By standardisation Dr Mohsin means setting up of global standards for the branding of frankincense.

“This will give Omani frankincense an edge over others as the quality here is very high. What is happening today is entirely different. All sorts of frankincense are being sold in the market in the name of Omani frankincense and our product sometimes is not getting right recognition,” said Dr Mohsin.

He emphasised on identifying the richness of Omani ‘luban’ with the help of researchers and scientists and commercial experts for branding the product. He suggested a management plan to achieve this goal.

“…The management plan is recommended to be put in place amongst frankincense harvesters and different government bodies such as (but not limited to) Ministry of Agriculture and Fisheries, Ministry of Environment and Climate Affairs, Office for the Conservation of the Environment, Museum of Frankincense Land, Dhofar Governorate and Ministry of Heritage and Culture.”
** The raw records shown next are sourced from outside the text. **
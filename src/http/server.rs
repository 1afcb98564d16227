//! HTTP server setup and configuration.
//!
//! # Responsibilities
//! - Create Axum Router with the gateway and status handlers
//! - Wire up middleware (tracing, request ID)
//! - Serve on a bound listener until shutdown
//! - Apply config reloads to the live gateway settings

use axum::{routing::get, Router};
use tokio::net::TcpListener;
use tokio::sync::{broadcast, mpsc};
use tower_http::trace::TraceLayer;

use crate::config::GatewayConfig;
use crate::gateway::{setup_gateway_router, GatewayState};
use crate::health;
use crate::http::request::{propagate_request_id_layer, set_request_id_layer};
use crate::lifecycle::{shutdown, signals};

/// HTTP server for the gateway.
pub struct HttpServer {
    router: Router,
    config: GatewayConfig,
    gateway: GatewayState,
}

impl HttpServer {
    /// Create a new HTTP server with the given configuration.
    pub fn new(config: GatewayConfig) -> Result<Self, reqwest::Error> {
        let gateway = GatewayState::new(&config)?;
        let router = Self::build_router(gateway.clone());

        Ok(Self {
            router,
            config,
            gateway,
        })
    }

    /// Build the Axum router with all middleware layers.
    ///
    /// The inbound request timeout is enforced by the forward handler so an
    /// expired request still gets the 502 envelope.
    fn build_router(gateway: GatewayState) -> Router {
        setup_gateway_router(gateway)
            .route("/healthz", get(health::get_status))
            .layer(propagate_request_id_layer())
            .layer(set_request_id_layer())
            .layer(TraceLayer::new_for_http())
    }

    /// Run the server, accepting connections on the given listener.
    ///
    /// Configs received on `config_updates` are applied while serving. The
    /// server stops on `shutdown` or on an OS termination signal.
    pub async fn run(
        self,
        listener: TcpListener,
        mut config_updates: mpsc::UnboundedReceiver<GatewayConfig>,
        shutdown: broadcast::Receiver<()>,
    ) -> Result<(), std::io::Error> {
        let addr = listener.local_addr()?;
        tracing::info!(
            address = %addr,
            mount_prefix = %self.config.upstream.mount_prefix,
            upstream = %self.config.upstream.base_url,
            auth_mode = ?self.config.auth.mode,
            "HTTP server starting"
        );

        let gateway = self.gateway.clone();
        let reloader = tokio::spawn(async move {
            while let Some(config) = config_updates.recv().await {
                gateway.reload(&config);
            }
        });

        axum::serve(listener, self.router)
            .with_graceful_shutdown(async move {
                tokio::select! {
                    _ = shutdown::notified(shutdown) => {}
                    _ = signals::wait_for_signal() => {}
                }
                tracing::info!("Shutdown signal received");
            })
            .await?;

        reloader.abort();
        tracing::info!("HTTP server stopped");
        Ok(())
    }

    /// Get a reference to the config.
    pub fn config(&self) -> &GatewayConfig {
        &self.config
    }

    /// Live gateway state, shared with the running server.
    pub fn gateway(&self) -> &GatewayState {
        &self.gateway
    }
}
He suggested to have a permit system under which the olibanum harvesters should be trained in sustainable harvesting techniques, and their work should be checked or monitored to ensure the norms put in place are thoroughly followed. This would allow frankincense harvesting to be done only by trained and registered harvesters.

“I am telling this because there is a threat of the trees getting extinct due to uncontrolled cutting and this is inevitable if anyone and everyone is allowed to chop the trees to get the gum or olibanum or ‘luban’ in Arabic which means milk.”

Dr Mohsin suggested to have a body to give permission to all those who want to chop the frankincense trees for commercial purpose. “This body should not only function as a licencing body, but as a unit which can tell the interested people how to cut, when to cut and where to cut. Only then we can get the best results in terms of quality and quantity,” he said.

People should understand the value of this tree as also the fact that this is our national heritage. Many people do not want to damage the trees but they do it unknowingly, unintentionally and for the lack of proper knowledge.

“We should offer them opportunity to learn and then can reap better fruits of their labour by serving a great national interest as well.